(Stored items)

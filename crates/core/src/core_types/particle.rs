//! A single fuel particle: one size class within one category.

use serde::{Deserialize, Serialize};

use crate::error::{FireModelError, FireResult};
use crate::physics::{equations, WeightingMethod};

/// Default particle density for woody fuels, lb/ft³.
pub const DEFAULT_PARTICLE_DENSITY: f64 = 32.0;
/// Default total mineral content, fraction of dry weight.
pub const DEFAULT_TOTAL_MINERAL_CONTENT: f64 = 0.0555;
/// Default effective (silica-free) mineral content, fraction.
pub const DEFAULT_EFFECTIVE_MINERAL_CONTENT: f64 = 0.01;
/// Default low heat content, BTU/lb.
pub const DEFAULT_HEAT_CONTENT: f64 = 8000.0;

/// One size-class/category fuel descriptor with its derived physical
/// constants.
///
/// Surface-area-to-volume ratio and ovendry loading are fixed at
/// construction (both are validated there), and the geometry-derived fields
/// are recomputed whenever σ or the loading change. Fuel moisture is the
/// one input expected to change repeatedly; updating it re-derives only
/// the heat of ignition, never the geometry.
///
/// A particle is "ready" once σ, loading and moisture are all set; the
/// moisture-dependent accessors return a precondition error before then.
#[derive(Debug, Clone, PartialEq, Serialize, Deserialize)]
pub struct FuelParticle {
    method: WeightingMethod,
    sigma: f64,
    ovendry_loading: f64,
    particle_density: f64,
    total_mineral_content: f64,
    effective_mineral_content: f64,
    heat_content: f64,
    fuel_moisture: Option<f64>,
    extinction_moisture: Option<f64>,

    // Derived from sigma.
    optimal_packing_ratio: f64,
    max_reaction_velocity: f64,
    heating_efficiency: f64,
    exponent_a: f64,
    // Derived from loading and mineral content.
    net_fuel_loading: f64,
    // Derived from fuel moisture.
    heat_of_ignition: Option<f64>,
}

impl FuelParticle {
    /// Build a particle from σ (ft⁻¹, > 0) and ovendry loading
    /// (lb/ft², ≥ 0) under the given weighting method.
    ///
    /// Density, mineral contents and heat content start at the standard
    /// defaults; fuel moisture must be set before the particle takes part
    /// in an aggregation.
    pub fn new(method: WeightingMethod, sigma: f64, ovendry_loading: f64) -> FireResult<Self> {
        if sigma <= 0.0 {
            return Err(FireModelError::InvalidSigma);
        }
        if ovendry_loading < 0.0 {
            return Err(FireModelError::InvalidLoading);
        }
        Ok(Self {
            method,
            sigma,
            ovendry_loading,
            particle_density: DEFAULT_PARTICLE_DENSITY,
            total_mineral_content: DEFAULT_TOTAL_MINERAL_CONTENT,
            effective_mineral_content: DEFAULT_EFFECTIVE_MINERAL_CONTENT,
            heat_content: DEFAULT_HEAT_CONTENT,
            fuel_moisture: None,
            extinction_moisture: None,
            optimal_packing_ratio: equations::optimal_packing_ratio(sigma),
            max_reaction_velocity: equations::max_reaction_velocity(sigma),
            heating_efficiency: equations::heating_efficiency(sigma),
            exponent_a: method.exponent_a(sigma),
            net_fuel_loading: method.net_fuel_loading(ovendry_loading, DEFAULT_TOTAL_MINERAL_CONTENT),
            heat_of_ignition: None,
        })
    }

    /// Replace σ and re-derive the geometry-dependent constants
    /// (Rothermel eqns 14, 36, 37 and the exponent A).
    pub fn set_surface_to_volume(&mut self, sigma: f64) -> FireResult<()> {
        if sigma <= 0.0 {
            return Err(FireModelError::InvalidSigma);
        }
        self.sigma = sigma;
        self.optimal_packing_ratio = equations::optimal_packing_ratio(sigma);
        self.max_reaction_velocity = equations::max_reaction_velocity(sigma);
        self.heating_efficiency = equations::heating_efficiency(sigma);
        self.exponent_a = self.method.exponent_a(sigma);
        Ok(())
    }

    /// Replace the ovendry loading and re-derive the net fuel loading.
    pub fn set_loading(&mut self, ovendry_loading: f64) -> FireResult<()> {
        if ovendry_loading < 0.0 {
            return Err(FireModelError::InvalidLoading);
        }
        self.ovendry_loading = ovendry_loading;
        self.recompute_net_loading();
        Ok(())
    }

    /// Set total and effective mineral content fractions and re-derive the
    /// net fuel loading.
    pub fn set_mineral_content(&mut self, total: f64, effective: f64) -> FireResult<()> {
        if total < 0.0 || effective < 0.0 {
            return Err(FireModelError::InvalidMineralContent);
        }
        self.total_mineral_content = total;
        self.effective_mineral_content = effective;
        self.recompute_net_loading();
        Ok(())
    }

    /// Set the low heat content, BTU/lb.
    pub fn set_heat_content(&mut self, heat_content: f64) {
        self.heat_content = heat_content;
    }

    /// Set the fuel moisture (fraction of water weight to dry weight) and
    /// optionally the moisture of extinction, deriving the heat of ignition
    /// (Rothermel eqn 12).
    ///
    /// The extinction moisture only matters for a particle that stands
    /// alone as a homogeneous fuel bed; particles inside a complex take
    /// their extinction moisture from the per-category map instead.
    pub fn set_moisture(&mut self, fuel_moisture: f64, extinction: Option<f64>) -> FireResult<()> {
        if fuel_moisture < 0.0 {
            return Err(FireModelError::InvalidMoisture {
                what: "fuel moisture",
            });
        }
        if let Some(ext) = extinction {
            if ext <= 0.0 {
                return Err(FireModelError::InvalidMoisture {
                    what: "extinction moisture",
                });
            }
            self.extinction_moisture = Some(ext);
        }
        self.fuel_moisture = Some(fuel_moisture);
        self.heat_of_ignition = Some(equations::heat_of_ignition(fuel_moisture));
        Ok(())
    }

    fn recompute_net_loading(&mut self) {
        self.net_fuel_loading = self
            .method
            .net_fuel_loading(self.ovendry_loading, self.total_mineral_content);
    }

    /// Mean total surface area contributed by this particle, ft²/ft²
    /// (Rothermel eqn 53): σ·w₀/ρ_p.
    pub fn surface_area(&self) -> f64 {
        self.sigma * self.ovendry_loading / self.particle_density
    }

    /// The weighting method this particle was built for.
    pub fn method(&self) -> WeightingMethod {
        self.method
    }

    /// Surface-area-to-volume ratio, ft⁻¹.
    pub fn surface_to_volume(&self) -> f64 {
        self.sigma
    }

    /// Ovendry loading, lb/ft².
    pub fn ovendry_loading(&self) -> f64 {
        self.ovendry_loading
    }

    /// Particle density, lb/ft³.
    pub fn particle_density(&self) -> f64 {
        self.particle_density
    }

    /// Total mineral content fraction.
    pub fn total_mineral_content(&self) -> f64 {
        self.total_mineral_content
    }

    /// Effective (silica-free) mineral content fraction.
    pub fn effective_mineral_content(&self) -> f64 {
        self.effective_mineral_content
    }

    /// Low heat content, BTU/lb.
    pub fn heat_content(&self) -> f64 {
        self.heat_content
    }

    /// Net fuel loading under the active weighting method, lb/ft².
    pub fn net_fuel_loading(&self) -> f64 {
        self.net_fuel_loading
    }

    /// Optimal packing ratio for this σ.
    pub fn optimal_packing_ratio(&self) -> f64 {
        self.optimal_packing_ratio
    }

    /// Maximum potential reaction velocity, 1/min.
    pub fn max_reaction_velocity(&self) -> f64 {
        self.max_reaction_velocity
    }

    /// Effective heating number ε.
    pub fn heating_efficiency(&self) -> f64 {
        self.heating_efficiency
    }

    /// Exponent A of the potential reaction velocity.
    pub fn exponent_a(&self) -> f64 {
        self.exponent_a
    }

    /// Fuel moisture fraction; errors until [`Self::set_moisture`] is called.
    pub fn fuel_moisture(&self) -> FireResult<f64> {
        self.fuel_moisture.ok_or(FireModelError::ParticleNotReady {
            what: "fuel moisture",
        })
    }

    /// Heat of ignition, BTU/lb; errors until moisture is set.
    pub fn heat_of_ignition(&self) -> FireResult<f64> {
        self.heat_of_ignition
            .ok_or(FireModelError::ParticleNotReady {
                what: "heat of ignition",
            })
    }

    /// Moisture of extinction, if one was set on this particle.
    pub fn extinction_moisture(&self) -> Option<f64> {
        self.extinction_moisture
    }

    /// Whether σ, loading and moisture have all been provided.
    pub fn is_ready(&self) -> bool {
        self.fuel_moisture.is_some()
    }
}
//! Physics of the surface fire spread model.
//!
//! `equations` holds the scalar Rothermel component formulas shared by the
//! particle, the aggregated fuel complex and both spread model variants;
//! `weighting` selects between the Rothermel and Albini disciplines.

pub mod equations;
pub mod weighting;

pub use weighting::WeightingMethod;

### Directions for this task
In the entries above, please find the line with "self.effective_mineral_content = effective;" and the line with "self.fuel_moisture = Some(fuel_moisture);", then write out exactly those two lines and every line between them, and nothing more.

### Answer to this task
        self.effective_mineral_content = effective;
        self.recompute_net_loading();
        Ok(())
    }

    /// Set the low heat content, BTU/lb.
    pub fn set_heat_content(&mut self, heat_content: f64) {
        self.heat_content = heat_content;
    }

    /// Set the fuel moisture (fraction of water weight to dry weight) and
    /// optionally the moisture of extinction, deriving the heat of ignition
    /// (Rothermel eqn 12).
    ///
    /// The extinction moisture only matters for a particle that stands
    /// alone as a homogeneous fuel bed; particles inside a complex take
    /// their extinction moisture from the per-category map instead.
    pub fn set_moisture(&mut self, fuel_moisture: f64, extinction: Option<f64>) -> FireResult<()> {
        if fuel_moisture < 0.0 {
            return Err(FireModelError::InvalidMoisture {
                what: "fuel moisture",
            });
        }
        if let Some(ext) = extinction {
            if ext <= 0.0 {
                return Err(FireModelError::InvalidMoisture {
                    what: "extinction moisture",
                });
            }
            self.extinction_moisture = Some(ext);
        }
        self.fuel_moisture = Some(fuel_moisture);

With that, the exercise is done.